WHAT THIS TASK INVOLVES
Give only the number of lines in the records that include "scope".

─── DATA LISTING

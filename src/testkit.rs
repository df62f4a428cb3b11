// Shared test doubles.
// Fakes standing in for the live page, chart library, stats source, and store.

use std::collections::HashMap;
use std::sync::atomic::{AtomicBool, AtomicU32, Ordering};
use std::sync::{Arc, Mutex};

use async_trait::async_trait;
use tokio::sync::Notify;

use crate::cache::store::KeyValueStore;
use crate::error::{GlossError, Result};
use crate::github::providers::{StatsSource, sum_downloads};
use crate::github::types::{Release, ReleaseAsset, StarHistory, TrafficSample};
use crate::page::chart::{ChartRenderer, LineChart};
use crate::page::dom::{HostPage, NodeHandle};

/// Build a release fixture from `(asset name, download count)` pairs.
pub fn release(tag: &str, assets: &[(&str, u64)]) -> Release {
    Release {
        tag_name: tag.to_string(),
        assets: assets
            .iter()
            .map(|(name, count)| ReleaseAsset {
                name: (*name).to_string(),
                download_count: *count,
            })
            .collect(),
    }
}

fn key(owner: &str, repo: &str) -> String {
    format!("{}/{}", owner, repo)
}

/// In-memory document standing in for the live page.
///
/// Selectors resolve through an explicit mount table rather than a CSS
/// engine; class selectors additionally search subtrees, so marker checks
/// behave the way they do against the real document.
pub struct FakePage {
    state: Mutex<PageState>,
}

#[derive(Default)]
struct PageState {
    path: String,
    nodes: Vec<FakeNode>,
    mounts: HashMap<String, u64>,
    deferred: HashMap<String, Deferred>,
}

#[derive(Default)]
struct FakeNode {
    tag: String,
    text: String,
    attrs: HashMap<String, String>,
    children: Vec<u64>,
    parent: Option<u64>,
}

struct Deferred {
    node: u64,
    misses_left: u32,
}

impl FakePage {
    pub fn new(path: &str) -> Self {
        Self {
            state: Mutex::new(PageState {
                path: path.to_string(),
                ..Default::default()
            }),
        }
    }

    /// Create a detached element for fixture building.
    pub fn add_element(&self, tag: &str) -> NodeHandle {
        self.create_element(tag)
    }

    /// Resolve `selector` to `node` from now on.
    pub fn mount(&self, selector: &str, node: NodeHandle) {
        let mut state = self.state.lock().unwrap();
        state.deferred.remove(selector);
        state.mounts.insert(selector.to_string(), node.0);
    }

    /// Resolve `selector` to `node` only after `misses` unanswered queries.
    pub fn mount_after_queries(&self, selector: &str, node: NodeHandle, misses: u32) {
        let mut state = self.state.lock().unwrap();
        state.deferred.insert(
            selector.to_string(),
            Deferred {
                node: node.0,
                misses_left: misses,
            },
        );
    }

    pub fn set_path(&self, path: &str) {
        self.state.lock().unwrap().path = path.to_string();
    }

    pub fn element_count(&self) -> usize {
        self.state.lock().unwrap().nodes.len()
    }

    pub fn tag_of(&self, node: NodeHandle) -> String {
        self.state.lock().unwrap().nodes[node.0 as usize].tag.clone()
    }

    pub fn text_of(&self, node: NodeHandle) -> String {
        self.state.lock().unwrap().nodes[node.0 as usize].text.clone()
    }

    pub fn attr_of(&self, node: NodeHandle, name: &str) -> Option<String> {
        self.state.lock().unwrap().nodes[node.0 as usize]
            .attrs
            .get(name)
            .cloned()
    }

    /// Direct children of `parent` carrying `class`.
    pub fn children_with_class(&self, parent: NodeHandle, class: &str) -> Vec<NodeHandle> {
        let state = self.state.lock().unwrap();
        state.nodes[parent.0 as usize]
            .children
            .iter()
            .copied()
            .filter(|id| state.has_class(*id, class))
            .map(NodeHandle)
            .collect()
    }

    pub fn is_descendant_of(&self, node: NodeHandle, ancestor: NodeHandle) -> bool {
        self.state.lock().unwrap().within(node.0, ancestor.0)
    }
}

impl PageState {
    fn has_class(&self, id: u64, class: &str) -> bool {
        self.nodes[id as usize]
            .attrs
            .get("class")
            .is_some_and(|value| value.split_whitespace().any(|c| c == class))
    }

    fn descendants(&self, root: u64) -> Vec<u64> {
        let mut out = Vec::new();
        let mut stack = self.nodes[root as usize].children.clone();
        while let Some(id) = stack.pop() {
            out.push(id);
            stack.extend(self.nodes[id as usize].children.iter().copied());
        }
        out
    }

    fn within(&self, node: u64, ancestor: u64) -> bool {
        let mut cur = self.nodes[node as usize].parent;
        while let Some(id) = cur {
            if id == ancestor {
                return true;
            }
            cur = self.nodes[id as usize].parent;
        }
        false
    }
}

impl HostPage for FakePage {
    fn current_path(&self) -> String {
        self.state.lock().unwrap().path.clone()
    }

    fn query(&self, selector: &str) -> Option<NodeHandle> {
        let mut state = self.state.lock().unwrap();
        if let Some(id) = state.mounts.get(selector).copied() {
            return Some(NodeHandle(id));
        }
        let promote = match state.deferred.get_mut(selector) {
            Some(deferred) if deferred.misses_left <= 1 => true,
            Some(deferred) => {
                deferred.misses_left -= 1;
                false
            }
            None => false,
        };
        if promote {
            if let Some(deferred) = state.deferred.remove(selector) {
                state.mounts.insert(selector.to_string(), deferred.node);
            }
        }
        None
    }

    fn query_within(&self, scope: NodeHandle, selector: &str) -> Option<NodeHandle> {
        let state = self.state.lock().unwrap();
        if let Some(class) = selector.strip_prefix('.') {
            return state
                .descendants(scope.0)
                .into_iter()
                .find(|id| state.has_class(*id, class))
                .map(NodeHandle);
        }
        let id = state.mounts.get(selector).copied()?;
        state.within(id, scope.0).then_some(NodeHandle(id))
    }

    fn attribute(&self, node: NodeHandle, name: &str) -> Option<String> {
        self.attr_of(node, name)
    }

    fn parent(&self, node: NodeHandle) -> Option<NodeHandle> {
        self.state.lock().unwrap().nodes[node.0 as usize]
            .parent
            .map(NodeHandle)
    }

    fn create_element(&self, tag: &str) -> NodeHandle {
        let mut state = self.state.lock().unwrap();
        let id = state.nodes.len() as u64;
        state.nodes.push(FakeNode {
            tag: tag.to_string(),
            ..Default::default()
        });
        NodeHandle(id)
    }

    fn set_text(&self, node: NodeHandle, text: &str) {
        self.state.lock().unwrap().nodes[node.0 as usize].text = text.to_string();
    }

    fn set_attribute(&self, node: NodeHandle, name: &str, value: &str) {
        self.state.lock().unwrap().nodes[node.0 as usize]
            .attrs
            .insert(name.to_string(), value.to_string());
    }

    fn append_child(&self, parent: NodeHandle, child: NodeHandle) {
        let mut state = self.state.lock().unwrap();
        state.nodes[parent.0 as usize].children.push(child.0);
        state.nodes[child.0 as usize].parent = Some(parent.0);
    }
}

/// Canned stats source keyed by `owner/repo`.
#[derive(Default)]
pub struct FakeStats {
    releases: Mutex<HashMap<String, Vec<Release>>>,
    stars: Mutex<HashMap<String, StarHistory>>,
    traffic: Mutex<HashMap<String, Vec<TrafficSample>>>,
    login_required: AtomicBool,
    totals_gate: Mutex<Option<Arc<Notify>>>,
    release_calls: AtomicU32,
}

impl FakeStats {
    pub fn new() -> Self {
        Self::default()
    }

    pub fn set_releases(&self, owner_repo: &str, releases: Vec<Release>) {
        self.releases
            .lock()
            .unwrap()
            .insert(owner_repo.to_string(), releases);
    }

    pub fn set_star_history(&self, owner_repo: &str, history: StarHistory) {
        self.stars
            .lock()
            .unwrap()
            .insert(owner_repo.to_string(), history);
    }

    pub fn set_traffic(&self, owner_repo: &str, samples: Vec<TrafficSample>) {
        self.traffic
            .lock()
            .unwrap()
            .insert(owner_repo.to_string(), samples);
    }

    /// Make every traffic request fail the way an unauthenticated one does.
    pub fn require_login_for_traffic(&self) {
        self.login_required.store(true, Ordering::SeqCst);
    }

    /// Hold every `total_downloads` call until the returned gate is notified.
    pub fn gate_totals(&self) -> Arc<Notify> {
        let gate = Arc::new(Notify::new());
        *self.totals_gate.lock().unwrap() = Some(Arc::clone(&gate));
        gate
    }

    /// How many times `release_downloads` has been asked for data.
    pub fn release_calls(&self) -> u32 {
        self.release_calls.load(Ordering::SeqCst)
    }
}

#[async_trait]
impl StatsSource for FakeStats {
    async fn release_downloads(&self, owner: &str, repo: &str) -> Result<Vec<Release>> {
        self.release_calls.fetch_add(1, Ordering::SeqCst);
        Ok(self
            .releases
            .lock()
            .unwrap()
            .get(&key(owner, repo))
            .cloned()
            .unwrap_or_default())
    }

    async fn total_downloads(&self, owner: &str, repo: &str) -> Result<u64> {
        let gate = self.totals_gate.lock().unwrap().clone();
        if let Some(gate) = gate {
            gate.notified().await;
        }
        Ok(sum_downloads(&self.release_downloads(owner, repo).await?))
    }

    async fn star_history(&self, owner: &str, repo: &str) -> Result<StarHistory> {
        Ok(self
            .stars
            .lock()
            .unwrap()
            .get(&key(owner, repo))
            .cloned()
            .unwrap_or_default())
    }

    async fn traffic_data(&self, owner: &str, repo: &str) -> Result<Vec<TrafficSample>> {
        if self.login_required.load(Ordering::SeqCst) {
            return Err(GlossError::LoginRequired {
                url: format!("https://github.com/{}/{}/graphs/traffic-data", owner, repo),
            });
        }
        Ok(self
            .traffic
            .lock()
            .unwrap()
            .get(&key(owner, repo))
            .cloned()
            .unwrap_or_default())
    }
}

/// Records rendered charts instead of drawing them.
#[derive(Default)]
pub struct FakeCharts {
    rendered: Mutex<Vec<(NodeHandle, LineChart)>>,
}

impl FakeCharts {
    pub fn new() -> Self {
        Self::default()
    }

    pub fn rendered(&self) -> Vec<(NodeHandle, LineChart)> {
        self.rendered.lock().unwrap().clone()
    }
}

impl ChartRenderer for FakeCharts {
    fn render_line_chart(&self, target: NodeHandle, chart: &LineChart) {
        self.rendered.lock().unwrap().push((target, chart.clone()));
    }
}

/// Store whose every operation fails, for error propagation tests.
pub struct FailingStore;

#[async_trait]
impl KeyValueStore for FailingStore {
    async fn get(&self, _key: &str) -> Result<Option<String>> {
        Err(GlossError::Storage("store offline".to_string()))
    }

    async fn set(&self, _key: &str, _value: &str) -> Result<()> {
        Err(GlossError::Storage("store offline".to_string()))
    }
}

──────

PROBLEM SOLUTION
3